EXERCISE DIRECTIONS:
Give back exactly the first lines of the entries below, through the line with "pub const DEFAULT_DIRECTIONS: [usize;".

DATA EXCERPTS:
=== Begin Enclosure ===

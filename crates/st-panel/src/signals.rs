// SPDX-License-Identifier: AGPL-3.0-or-later
// © 2025 Ryo ∴ SpiralArchitect (kishkavsesvit@icloud.com)
// Part of SpiralTorch — Licensed under AGPL-3.0-or-later.
// Unauthorized derivative works or closed redistribution prohibited under AGPL §13.

//! Names of the recorded arrays and of the exported fields they feed.

use serde::{Deserialize, Serialize};

/// PC directions whose hidden-state gradients are recorded by default.
pub const DEFAULT_DIRECTIONS: [usize; 3] = [1, 2, 3];

/// How a recorded batch is carried into PC space.
#[derive(Clone, Copy, Debug, PartialEq, Eq)]
pub enum Projection {
    /// Standardise then project (hidden states).
    State,
    /// Rescale the basis and project without centring (gradients).
    Gradient,
}

/// One recorded hidden-state batch and the document field it becomes.
#[derive(Clone, Debug, PartialEq, Eq)]
pub struct LoadingSignal {
    pub file_name: String,
    pub field: String,
    pub projection: Projection,
}

/// Layout of a recorded image tensor.
#[derive(Clone, Copy, Debug, PartialEq, Eq)]
pub enum FrameLayout {
    /// `[N, C, H, W]`, reordered before rasterising.
    ChannelsFirst,
    /// `[N, H, W, C]`.
    ChannelsLast,
}

/// One recorded image tensor and the directory its frames are written to.
#[derive(Clone, Debug, PartialEq, Eq)]
pub struct ImageSignal {
    pub file_name: String,
    pub directory: String,
    pub layout: FrameLayout,
}

/// The configurable family of signals exported for every sample.
#[derive(Clone, Debug, PartialEq, Eq, Serialize, Deserialize)]
pub struct SignalSet {
    /// 1-based PC direction indices with recorded gradients and saliency.
    pub directions: Vec<usize>,
}

impl Default for SignalSet {
    fn default() -> Self {
        Self::with_directions(DEFAULT_DIRECTIONS)
    }
}

impl SignalSet {
    pub fn with_directions(directions: impl IntoIterator<Item = usize>) -> Self {
        Self {
            directions: directions.into_iter().collect(),
        }
    }

    /// State batch first, then value, action and each direction gradient.
    pub fn loading_signals(&self) -> Vec<LoadingSignal> {
        let mut signals = vec![
            LoadingSignal {
                file_name: "agent_hxs.npy".into(),
                field: "hx_loadings".into(),
                projection: Projection::State,
            },
            LoadingSignal {
                file_name: "grad_hx_value.npy".into(),
                field: "grad_hx_value_loadings".into(),
                projection: Projection::Gradient,
            },
            LoadingSignal {
                file_name: "grad_hx_action.npy".into(),
                field: "grad_hx_action_loadings".into(),
                projection: Projection::Gradient,
            },
        ];
        signals.extend(self.directions.iter().map(|idx| LoadingSignal {
            file_name: format!("grad_hx_hx_direction_{idx}.npy"),
            field: format!("grad_hx_hx_direction_{idx}_loadings"),
            projection: Projection::Gradient,
        }));
        signals
    }

    /// Observation frames followed by every saliency tensor.
    pub fn image_signals(&self) -> Vec<ImageSignal> {
        let mut signals = vec![
            ImageSignal {
                file_name: "obs.npy".into(),
                directory: "obs".into(),
                layout: FrameLayout::ChannelsFirst,
            },
            ImageSignal {
                file_name: "grad_processed_obs_action.npy".into(),
                directory: "sal_action".into(),
                layout: FrameLayout::ChannelsLast,
            },
            ImageSignal {
                file_name: "grad_processed_obs_value.npy".into(),
                directory: "sal_value".into(),
                layout: FrameLayout::ChannelsLast,
            },
        ];
        signals.extend(self.directions.iter().map(|idx| ImageSignal {
            file_name: format!("grad_processed_obs_hx_direction_{idx}.npy"),
            directory: format!("sal_direction_{idx}"),
            layout: FrameLayout::ChannelsLast,
        }));
        signals
    }
}

/// Identifier of the `index`-th recorded sample.
pub fn sample_id(index: usize) -> String {
    format!("sample_{index:05}")
}
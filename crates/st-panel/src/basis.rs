// SPDX-License-Identifier: AGPL-3.0-or-later
// © 2025 Ryo ∴ SpiralArchitect (kishkavsesvit@icloud.com)
// Part of SpiralTorch — Licensed under AGPL-3.0-or-later.
// Unauthorized derivative works or closed redistribution prohibited under AGPL §13.

use ndarray::{Array1, Array2, Ix1, Ix2};
use tracing::debug;

use crate::error::{PanelError, PanelResult};
use crate::npy::NpyArray;
use crate::source::ArraySource;

/// Principal-component basis fitted on standardised hidden states.
///
/// `components` is `[K, D]`, `mean` and `scale` are `[D]`. Every `scale`
/// entry is finite and strictly positive once constructed.
#[derive(Clone, Debug)]
pub struct PcBasis {
    components: Array2<f64>,
    mean: Array1<f64>,
    scale: Array1<f64>,
}

impl PcBasis {
    pub fn new(
        components: Array2<f64>,
        mean: Array1<f64>,
        scale: Array1<f64>,
    ) -> PanelResult<Self> {
        let (k, d) = components.dim();
        if mean.len() != d {
            return Err(PanelError::dimension("basis mean", d, mean.len()));
        }
        if scale.len() != d {
            return Err(PanelError::dimension("basis scale", d, scale.len()));
        }
        if k > d {
            return Err(PanelError::dimension(
                "basis components",
                format!("at most {d} components"),
                k,
            ));
        }
        if let Some((index, &value)) = scale
            .iter()
            .enumerate()
            .find(|(_, v)| !v.is_finite() || **v <= 0.0)
        {
            return Err(PanelError::DegenerateBasis { index, value });
        }
        Ok(Self {
            components,
            mean,
            scale,
        })
    }

    /// Loads `pcomponents_<suffix>`, `hx_mu_<suffix>` and `hx_std_<suffix>`.
    pub fn load<S: ArraySource + ?Sized>(source: &S, suffix: &str) -> PanelResult<Self> {
        let components = source.load_analysis(&format!("pcomponents_{suffix}.npy"))?;
        let mean = source.load_analysis(&format!("hx_mu_{suffix}.npy"))?;
        let scale = source.load_analysis(&format!("hx_std_{suffix}.npy"))?;
        let basis = Self::new(
            matrix(&components, "pcomponents")?,
            vector(&mean, "hx_mu")?,
            vector(&scale, "hx_std")?,
        )?;
        debug!(
            components = basis.num_components(),
            dim = basis.dim(),
            suffix,
            "loaded pc basis"
        );
        Ok(basis)
    }

    pub fn components(&self) -> &Array2<f64> {
        &self.components
    }

    pub fn mean(&self) -> &Array1<f64> {
        &self.mean
    }

    pub fn scale(&self) -> &Array1<f64> {
        &self.scale
    }

    /// Number of basis vectors (K).
    pub fn num_components(&self) -> usize {
        self.components.nrows()
    }

    /// Raw-space dimension (D).
    pub fn dim(&self) -> usize {
        self.components.ncols()
    }
}

/// Interprets a decoded array as a rank-2 `f64` matrix.
pub(crate) fn matrix(array: &NpyArray, label: &str) -> PanelResult<Array2<f64>> {
    array
        .to_f64()
        .into_dimensionality::<Ix2>()
        .map_err(|_| PanelError::dimension(label, "rank 2", format!("shape {:?}", array.shape())))
}

fn vector(array: &NpyArray, label: &str) -> PanelResult<Array1<f64>> {
    array
        .to_f64()
        .into_dimensionality::<Ix1>()
        .map_err(|_| PanelError::dimension(label, "rank 1", format!("shape {:?}", array.shape())))
}

#[cfg(test)]
mod tests {
    use super::*;
    use crate::source::MemoryArraySource;
    use ndarray::array;

    #[test]
    fn rejects_zero_scale() {
        let err = PcBasis::new(array![[1.0, 0.0]], array![0.0, 0.0], array![1.0, 0.0]).unwrap_err();
        assert!(matches!(err, PanelError::DegenerateBasis { index: 1, .. }));
    }

    #[test]
    fn rejects_non_finite_and_negative_scale() {
        assert!(matches!(
            PcBasis::new(array![[1.0, 0.0]], array![0.0, 0.0], array![f64::NAN, 1.0]),
            Err(PanelError::DegenerateBasis { index: 0, .. })
        ));
        assert!(matches!(
            PcBasis::new(array![[1.0, 0.0]], array![0.0, 0.0], array![1.0, -2.0]),
            Err(PanelError::DegenerateBasis { index: 1, .. })
        ));
    }

    #[test]
    fn rejects_inconsistent_dimensions() {
        assert!(matches!(
            PcBasis::new(array![[1.0, 0.0]], array![0.0], array![1.0, 1.0]),
            Err(PanelError::DimensionMismatch { .. })
        ));
        assert!(matches!(
            PcBasis::new(array![[1.0], [0.0]], array![0.0], array![1.0]),
            Err(PanelError::DimensionMismatch { .. })
        ));
    }

    #[test]
    fn loads_suffixed_analysis_files() {
        let mut source = MemoryArraySource::default();
        source.insert_analysis(
            "pcomponents_7.npy",
            NpyArray::from_f32(array![[1.0f32, 0.0, 0.0], [0.0, 1.0, 0.0]].into_dyn()),
        );
        source.insert_analysis("hx_mu_7.npy", NpyArray::from_f64(array![1.0, 2.0, 3.0].into_dyn()));
        source.insert_analysis(
            "hx_std_7.npy",
            NpyArray::from_f64(array![1.0, 1.0, 2.0].into_dyn()),
        );
        let basis = PcBasis::load(&source, "7").unwrap();
        assert_eq!(basis.num_components(), 2);
        assert_eq!(basis.dim(), 3);
        assert_eq!(basis.scale()[2], 2.0);
    }

    #[test]
    fn missing_analysis_file_is_reported() {
        let source = MemoryArraySource::default();
        let err = PcBasis::load(&source, "4000").unwrap_err();
        assert!(matches!(err, PanelError::MissingArtifact { .. }));
    }
}
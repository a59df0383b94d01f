//! Backend workflows for the PBM fan-out.
//!
//! Each workflow is an async `String -> Result<String, WorkflowError>`
//! function behind the [`WorkflowFn`] contract. Messages are
//! `"::"`-separated; the first segment names the message kind and is
//! rewritten at each stage. Transport legs are simulated with a configured
//! delay.

use std::sync::Arc;
use std::time::Duration;

use futures::future::BoxFuture;
use futures::FutureExt;

use crate::config::Config;
use crate::error::WorkflowError;
use crate::log::{scoped, stage, EventSink};

/// The collaborator contract: one request in, one settled result out.
///
/// Cloning is cheap; clones share the underlying function. Implementations
/// may perform I/O or sleep, and must be callable from any execution unit.
#[derive(Clone)]
pub struct WorkflowFn {
    inner: Arc<dyn Fn(String) -> BoxFuture<'static, Result<String, WorkflowError>> + Send + Sync>,
}

impl WorkflowFn {
    pub fn new<F>(f: F) -> Self
    where
        F: Fn(String) -> BoxFuture<'static, Result<String, WorkflowError>> + Send + Sync + 'static,
    {
        Self { inner: Arc::new(f) }
    }

    /// Invoke the workflow against one request.
    pub fn call(&self, request: impl Into<String>) -> BoxFuture<'static, Result<String, WorkflowError>> {
        (self.inner.as_ref())(request.into())
    }
}

/// Workflow names as they appear in emitted events.
pub const PREFERRED: &str = "pbm_workflow";
pub const GUIDE: &str = "guide_workflow";
pub const GOOD_RX: &str = "good_rx_workflow";
pub const GAPS_IN_CARE: &str = "gaps_in_care_workflow";

/// Split a message into its kind segment and the remainder.
fn behead(message: &str) -> (&str, &str) {
    message.split_once("::").unwrap_or((message, ""))
}

fn check_request(request: &str) -> Result<(), WorkflowError> {
    if request.is_empty() {
        return Err(WorkflowError::MalformedRequest("empty request".to_string()));
    }
    Ok(())
}

/// The preferred path: rename the request through the PBM message shapes,
/// with a simulated transport delay between send and receive.
pub fn pbm(sink: Arc<dyn EventSink>, transport_delay: Duration) -> WorkflowFn {
    WorkflowFn::new(move |request: String| {
        let sink = Arc::clone(&sink);
        async move {
            check_request(&request)?;
            sink.emit(&scoped(PREFERRED, stage::REQUEST_RECEIVED), &request);

            let (_, tail) = behead(&request);
            let prepared = format!("pbm_request::{tail}");
            sink.emit(&scoped(PREFERRED, stage::REQUEST_PREPARED), &prepared);

            sink.emit(&scoped(PREFERRED, stage::REQUEST_SENT), &prepared);
            tokio::time::sleep(transport_delay).await;
            let (_, tail) = behead(&prepared);
            let received = format!("pbm_response::{tail}");
            sink.emit(&scoped(PREFERRED, stage::RESPONSE_RECEIVED), &received);

            let (_, tail) = behead(&received);
            let response = format!("rtpbi_response::{tail}");
            sink.emit(&scoped(PREFERRED, stage::RESPONSE_PREPARED), &response);
            Ok(response)
        }
        .boxed()
    })
}

/// The guide path: tag the request, send it through `inner` (normally the
/// preferred workflow), then rewrite the tag on the way out.
pub fn guide(inner: WorkflowFn, sink: Arc<dyn EventSink>) -> WorkflowFn {
    WorkflowFn::new(move |request: String| {
        let inner = inner.clone();
        let sink = Arc::clone(&sink);
        async move {
            check_request(&request)?;
            sink.emit(&scoped(GUIDE, stage::REQUEST_RECEIVED), &request);

            let (head, tail) = behead(&request);
            let prepared = format!("{head}::guide_request::{tail}");
            sink.emit(&scoped(GUIDE, stage::REQUEST_PREPARED), &prepared);

            sink.emit(&scoped(GUIDE, stage::REQUEST_SENT), &prepared);
            let received = inner.call(prepared).await?;
            sink.emit(&scoped(GUIDE, stage::RESPONSE_RECEIVED), &received);

            let (head, rest) = behead(&received);
            let (_, tail) = behead(rest);
            let response = format!("{head}::guide_response::{tail}");
            sink.emit(&scoped(GUIDE, stage::RESPONSE_PREPARED), &response);
            Ok(response)
        }
        .boxed()
    })
}

/// Discount-card pricing: a fixed response after its transport delay.
pub fn good_rx(sink: Arc<dyn EventSink>, transport_delay: Duration) -> WorkflowFn {
    WorkflowFn::new(move |request: String| {
        let sink = Arc::clone(&sink);
        async move {
            check_request(&request)?;
            sink.emit(&scoped(GOOD_RX, stage::REQUEST_RECEIVED), &request);
            tokio::time::sleep(transport_delay).await;
            let response = "good_rx::response".to_string();
            sink.emit(&scoped(GOOD_RX, stage::RESPONSE_RECEIVED), &response);
            Ok(response)
        }
        .boxed()
    })
}

/// Care-gap screening: a fixed response after its transport delay. The
/// slowest backend, and the one the orchestrator is allowed to abandon.
pub fn gaps_in_care(sink: Arc<dyn EventSink>, transport_delay: Duration) -> WorkflowFn {
    WorkflowFn::new(move |request: String| {
        let sink = Arc::clone(&sink);
        async move {
            check_request(&request)?;
            sink.emit(&scoped(GAPS_IN_CARE, stage::REQUEST_RECEIVED), &request);
            tokio::time::sleep(transport_delay).await;
            let response = "gaps_in_care::response".to_string();
            sink.emit(&scoped(GAPS_IN_CARE, stage::RESPONSE_RECEIVED), &response);
            Ok(response)
        }
        .boxed()
    })
}

/// The four workflows the orchestrator fans a request out to.
pub struct WorkflowSet {
    pub preferred: WorkflowFn,
    pub guide: WorkflowFn,
    pub good_rx: WorkflowFn,
    pub gaps_in_care: WorkflowFn,
}

impl WorkflowSet {
    /// The standard PBM fan-out. The guide workflow re-enters the preferred
    /// workflow for its transport leg.
    pub fn pbm(config: &Config, sink: Arc<dyn EventSink>) -> Self {
        let preferred = pbm(Arc::clone(&sink), config.latency.preferred());
        let chained = guide(preferred.clone(), Arc::clone(&sink));
        let good_rx = good_rx(Arc::clone(&sink), config.latency.good_rx());
        let gaps_in_care = gaps_in_care(Arc::clone(&sink), config.latency.gaps_in_care());
        Self {
            preferred,
            guide: chained,
            good_rx,
            gaps_in_care,
        }
    }
}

=== End Enclosure ===

OUTPUT FOR THIS EXERCISE:
filename crates/st-panel/src/signals.rs
// SPDX-License-Identifier: AGPL-3.0-or-later
// © 2025 Ryo ∴ SpiralArchitect (kishkavsesvit@icloud.com)
// Part of SpiralTorch — Licensed under AGPL-3.0-or-later.
// Unauthorized derivative works or closed redistribution prohibited under AGPL §13.

//! Names of the recorded arrays and of the exported fields they feed.

use serde::{Deserialize, Serialize};

/// PC directions whose hidden-state gradients are recorded by default.
pub const DEFAULT_DIRECTIONS: [usize; 3] = [1, 2, 3];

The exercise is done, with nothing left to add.